Data supplied —
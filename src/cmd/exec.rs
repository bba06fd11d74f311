/*!
`exec.rs` - call one tool locally, exactly as the MCP server would.

Usage:
  mcp-cliwrap exec glab_issue --param subcommand=list --param common_flags.assignee=@me
  mcp-cliwrap exec glab_raw --param args=auth,status --json
  mcp-cliwrap exec glab_mr --param-file params.yaml

Parameters are coerced using the tool's schema (`array` values split on
commas). `--param` entries win over `--param-file` entries.

JSON output:
{
  "status": "ok" | "failed",
  "tool": "glab_issue",
  "elapsed_ms": 120,
  "arguments": { ... },
  "result": { "succeeded": true, "exit_code": 0, "stdout": "...", "stderr": "", "data": null, "diagnostic": null }
}
A failed call (non-zero exit) still prints its result, then exits non-zero.
*/

use std::collections::HashMap;
use std::time::Instant;

use anyhow::{Result, bail};
use clap::Args;

use mcp_cliwrap::render::render;
use mcp_cliwrap::schema::{ReservedTool, ToolNaming, ToolSchema, reserved_schema};
use mcp_cliwrap::{BridgeConfig, Dispatched};

use crate::cmd::format::{Role, StyleOptions, box_header, color, emoji, table};
use crate::cmd::get::find_tool;
use crate::cmd::shared::{build_arguments_from_schema, load_param_file_into_map, output_error, runtime};

#[derive(Args, Debug)]
pub struct ExecArgs {
    /// Tool name to invoke
    #[arg(value_name = "TOOL")]
    pub tool: String,

    /// Provide parameter (KEY=VALUE), repeatable
    #[arg(long = "param", value_name = "KEY=VALUE")]
    pub params: Vec<String>,

    /// Load parameters from file (JSON or YAML). CLI --param overrides file entries
    #[arg(long = "param-file", value_name = "PATH")]
    pub param_file: Option<String>,

    /// Output JSON
    #[arg(long)]
    pub json: bool,
}

/// Schema of a reserved tool (raw / help / discover), matched case-insensitively.
/// These never need discovery.
fn reserved_tool_schema(naming: &ToolNaming, program: &str, name: &str) -> Option<ToolSchema> {
    ReservedTool::variants()
        .iter()
        .copied()
        .find(|tool| naming.reserved_name(*tool).eq_ignore_ascii_case(name))
        .map(|tool| reserved_schema(naming, tool, program))
}

/// Split repeatable `KEY=VALUE` parameters.
fn parse_params(params: &[String]) -> Result<HashMap<String, String>> {
    let mut provided = HashMap::new();
    for kv in params {
        let Some((k, v)) = kv.split_once('=') else {
            bail!("invalid --param (expected KEY=VALUE): {kv}");
        };
        let key = k.trim();
        if key.is_empty() {
            bail!("invalid --param (empty key): {kv}");
        }
        provided.insert(key.to_string(), v.trim().to_string());
    }
    Ok(provided)
}

pub fn execute_exec(args: ExecArgs, config: &BridgeConfig) -> Result<()> {
    let tool_name = args.tool.trim().to_string();
    if tool_name.is_empty() {
        return output_error(args.json, "Exec Error", "tool name cannot be empty");
    }

    let mut provided = match parse_params(&args.params) {
        Ok(p) => p,
        Err(e) => return output_error(args.json, "Exec Error", &e.to_string()),
    };
    if let Some(ref pf) = args.param_file
        && let Err(e) = load_param_file_into_map(pf, &mut provided)
    {
        return output_error(args.json, "Exec Error", &format!("{e:#}"));
    }

    let dispatcher = config.build_dispatcher()?;
    let rt = runtime()?;
    let started = Instant::now();

    let schema = match reserved_tool_schema(dispatcher.naming(), dispatcher.program(), &tool_name) {
        Some(schema) => schema,
        None => {
            let tools = rt.block_on(dispatcher.tools());
            match find_tool(&tools, &tool_name) {
                Some(schema) => schema.clone(),
                None => {
                    return output_error(args.json, "Exec Error", &format!("tool '{tool_name}' not found"));
                }
            }
        }
    };
    let arguments = match build_arguments_from_schema(&schema, &provided) {
        Ok(a) => a,
        Err(e) => return output_error(args.json, "Exec Error", &e.to_string()),
    };

    let outcome = match rt.block_on(dispatcher.call(&schema.name, Some(&arguments))) {
        Ok(o) => o,
        Err(e) => return output_error(args.json, "Exec Error", &e.to_string()),
    };
    let elapsed_ms = started.elapsed().as_millis();
    let succeeded = outcome.succeeded();

    if args.json {
        let result = match &outcome {
            Dispatched::Completed(r) => r.to_json(),
            Dispatched::Rediscovered { commands } => serde_json::json!({"rediscovered": commands}),
            Dispatched::RediscoveryFailed(r) => serde_json::json!({"rediscovery_failed": r.to_json()}),
        };
        let body = serde_json::json!({
            "status": if succeeded { "ok" } else { "failed" },
            "tool": schema.name,
            "elapsed_ms": elapsed_ms,
            "arguments": arguments,
            "result": result,
        });
        println!(
            "{}",
            serde_json::to_string_pretty(&body).unwrap_or_else(|_| body.to_string())
        );
    } else {
        let style = StyleOptions::detect();
        let (mark, label) = if succeeded {
            (emoji("success", &style), "Exec Success")
        } else {
            (emoji("error", &style), "Exec Failed")
        };
        println!(
            "{}",
            box_header(
                format!("{mark} {label} ({})", schema.name),
                Some(format!("program={} • {elapsed_ms}ms", dispatcher.program())),
                &style,
            )
        );

        if arguments.is_empty() {
            println!(
                "{}",
                color(Role::Dim, format!("{} No arguments supplied", emoji("info", &style)), &style)
            );
        } else {
            let rows: Vec<Vec<String>> = arguments
                .iter()
                .map(|(k, v)| {
                    let v = match v {
                        serde_json::Value::String(s) => s.clone(),
                        other => other.to_string(),
                    };
                    vec![k.clone(), v]
                })
                .collect();
            println!("{}", color(Role::Accent, "Arguments:", &style));
            println!("{}", table(&["NAME", "VALUE"], &rows, &style));
        }
        println!();

        let help_tool = dispatcher.naming().reserved_name(ReservedTool::Help);
        let text = render(&outcome, dispatcher.program(), &help_tool);
        let role = if succeeded { Role::Success } else { Role::Error };
        let mut lines = text.lines();
        if let Some(first) = lines.next() {
            println!("{}", color(role, first, &style));
        }
        for line in lines {
            println!("{line}");
        }
    }

    if !succeeded {
        bail!("tool '{}' failed", schema.name);
    }
    Ok(())
}

#[cfg(test)]
mod tests {
    use super::*;

    #[test]
    fn params_split_on_first_equals() {
        let p = parse_params(&["args=issue,list".into(), "common_flags.label=a=b".into()]).unwrap();
        assert_eq!(p["args"], "issue,list");
        assert_eq!(p["common_flags.label"], "a=b");
    }

    #[test]
    fn reserved_tools_resolve_without_a_catalog() {
        let naming = ToolNaming::new("glab");
        let raw = reserved_tool_schema(&naming, "glab", "GLAB_RAW").unwrap();
        assert_eq!(raw.name, "glab_raw");
        assert_eq!(raw.input_schema["required"], serde_json::json!(["args"]));
        assert_eq!(
            reserved_tool_schema(&naming, "glab", "glab_discover").unwrap().name,
            "glab_discover"
        );
        assert!(reserved_tool_schema(&naming, "glab", "glab_issue").is_none());
    }

    #[test]
    fn params_reject_malformed() {
        assert!(parse_params(&["novalue".into()]).is_err());
        assert!(parse_params(&[" =x".into()]).is_err());
    }
}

Task details —
No line may be altered or left out when the data is written out.

Expected answer —
filename src/cmd/exec.rs
repository bba06fd11d74f311
/*!
`exec.rs` - call one tool locally, exactly as the MCP server would.

Usage:
  mcp-cliwrap exec glab_issue --param subcommand=list --param common_flags.assignee=@me
  mcp-cliwrap exec glab_raw --param args=auth,status --json
  mcp-cliwrap exec glab_mr --param-file params.yaml

Parameters are coerced using the tool's schema (`array` values split on
commas). `--param` entries win over `--param-file` entries.

JSON output:
{
  "status": "ok" | "failed",
  "tool": "glab_issue",
  "elapsed_ms": 120,
  "arguments": { ... },
  "result": { "succeeded": true, "exit_code": 0, "stdout": "...", "stderr": "", "data": null, "diagnostic": null }
}
A failed call (non-zero exit) still prints its result, then exits non-zero.
*/

use std::collections::HashMap;
use std::time::Instant;

use anyhow::{Result, bail};
use clap::Args;

use mcp_cliwrap::render::render;
use mcp_cliwrap::schema::{ReservedTool, ToolNaming, ToolSchema, reserved_schema};
use mcp_cliwrap::{BridgeConfig, Dispatched};

use crate::cmd::format::{Role, StyleOptions, box_header, color, emoji, table};
use crate::cmd::get::find_tool;
use crate::cmd::shared::{build_arguments_from_schema, load_param_file_into_map, output_error, runtime};

#[derive(Args, Debug)]
pub struct ExecArgs {
    /// Tool name to invoke
    #[arg(value_name = "TOOL")]
    pub tool: String,

    /// Provide parameter (KEY=VALUE), repeatable
    #[arg(long = "param", value_name = "KEY=VALUE")]
    pub params: Vec<String>,

    /// Load parameters from file (JSON or YAML). CLI --param overrides file entries
    #[arg(long = "param-file", value_name = "PATH")]
    pub param_file: Option<String>,

    /// Output JSON
    #[arg(long)]
    pub json: bool,
}

/// Schema of a reserved tool (raw / help / discover), matched case-insensitively.
/// These never need discovery.
fn reserved_tool_schema(naming: &ToolNaming, program: &str, name: &str) -> Option<ToolSchema> {
    ReservedTool::variants()
        .iter()
        .copied()
        .find(|tool| naming.reserved_name(*tool).eq_ignore_ascii_case(name))
        .map(|tool| reserved_schema(naming, tool, program))
}

/// Split repeatable `KEY=VALUE` parameters.
fn parse_params(params: &[String]) -> Result<HashMap<String, String>> {
    let mut provided = HashMap::new();
    for kv in params {
        let Some((k, v)) = kv.split_once('=') else {
            bail!("invalid --param (expected KEY=VALUE): {kv}");
        };
        let key = k.trim();
        if key.is_empty() {
            bail!("invalid --param (empty key): {kv}");
        }
        provided.insert(key.to_string(), v.trim().to_string());
    }
    Ok(provided)
}

pub fn execute_exec(args: ExecArgs, config: &BridgeConfig) -> Result<()> {
    let tool_name = args.tool.trim().to_string();
    if tool_name.is_empty() {
        return output_error(args.json, "Exec Error", "tool name cannot be empty");
    }

    let mut provided = match parse_params(&args.params) {
        Ok(p) => p,
        Err(e) => return output_error(args.json, "Exec Error", &e.to_string()),
    };
    if let Some(ref pf) = args.param_file
        && let Err(e) = load_param_file_into_map(pf, &mut provided)
    {
        return output_error(args.json, "Exec Error", &format!("{e:#}"));
    }

    let dispatcher = config.build_dispatcher()?;
    let rt = runtime()?;
    let started = Instant::now();

    let schema = match reserved_tool_schema(dispatcher.naming(), dispatcher.program(), &tool_name) {
        Some(schema) => schema,
        None => {
            let tools = rt.block_on(dispatcher.tools());
            match find_tool(&tools, &tool_name) {
                Some(schema) => schema.clone(),
                None => {
                    return output_error(args.json, "Exec Error", &format!("tool '{tool_name}' not found"));
                }
            }
        }
    };
    let arguments = match build_arguments_from_schema(&schema, &provided) {
        Ok(a) => a,
        Err(e) => return output_error(args.json, "Exec Error", &e.to_string()),
    };

    let outcome = match rt.block_on(dispatcher.call(&schema.name, Some(&arguments))) {
        Ok(o) => o,
        Err(e) => return output_error(args.json, "Exec Error", &e.to_string()),
    };
    let elapsed_ms = started.elapsed().as_millis();
    let succeeded = outcome.succeeded();

    if args.json {
        let result = match &outcome {
            Dispatched::Completed(r) => r.to_json(),
            Dispatched::Rediscovered { commands } => serde_json::json!({"rediscovered": commands}),
            Dispatched::RediscoveryFailed(r) => serde_json::json!({"rediscovery_failed": r.to_json()}),
        };
        let body = serde_json::json!({
            "status": if succeeded { "ok" } else { "failed" },
            "tool": schema.name,
            "elapsed_ms": elapsed_ms,
            "arguments": arguments,
            "result": result,
        });
        println!(
            "{}",
            serde_json::to_string_pretty(&body).unwrap_or_else(|_| body.to_string())
        );
    } else {
        let style = StyleOptions::detect();
        let (mark, label) = if succeeded {
            (emoji("success", &style), "Exec Success")
        } else {
            (emoji("error", &style), "Exec Failed")
        };
        println!(
            "{}",
            box_header(
                format!("{mark} {label} ({})", schema.name),
                Some(format!("program={} • {elapsed_ms}ms", dispatcher.program())),
                &style,
            )
        );

        if arguments.is_empty() {
            println!(
                "{}",
                color(Role::Dim, format!("{} No arguments supplied", emoji("info", &style)), &style)
            );
        } else {
            let rows: Vec<Vec<String>> = arguments
                .iter()
                .map(|(k, v)| {
                    let v = match v {
                        serde_json::Value::String(s) => s.clone(),
                        other => other.to_string(),
                    };
                    vec![k.clone(), v]
                })
                .collect();
            println!("{}", color(Role::Accent, "Arguments:", &style));
            println!("{}", table(&["NAME", "VALUE"], &rows, &style));
        }
        println!();

        let help_tool = dispatcher.naming().reserved_name(ReservedTool::Help);
        let text = render(&outcome, dispatcher.program(), &help_tool);
        let role = if succeeded { Role::Success } else { Role::Error };
        let mut lines = text.lines();
        if let Some(first) = lines.next() {
            println!("{}", color(role, first, &style));
        }
        for line in lines {
            println!("{line}");
        }
    }

    if !succeeded {
        bail!("tool '{}' failed", schema.name);
    }
    Ok(())
}

#[cfg(test)]
mod tests {
    use super::*;

    #[test]
    fn params_split_on_first_equals() {
        let p = parse_params(&["args=issue,list".into(), "common_flags.label=a=b".into()]).unwrap();
        assert_eq!(p["args"], "issue,list");
        assert_eq!(p["common_flags.label"], "a=b");
    }

    #[test]
    fn reserved_tools_resolve_without_a_catalog() {
        let naming = ToolNaming::new("glab");
        let raw = reserved_tool_schema(&naming, "glab", "GLAB_RAW").unwrap();
        assert_eq!(raw.name, "glab_raw");
        assert_eq!(raw.input_schema["required"], serde_json::json!(["args"]));
        assert_eq!(
            reserved_tool_schema(&naming, "glab", "glab_discover").unwrap().name,
            "glab_discover"
        );
        assert!(reserved_tool_schema(&naming, "glab", "glab_issue").is_none());
    }

    #[test]
    fn params_reject_malformed() {
        assert!(parse_params(&["novalue".into()]).is_err());
        assert!(parse_params(&[" =x".into()]).is_err());
    }
}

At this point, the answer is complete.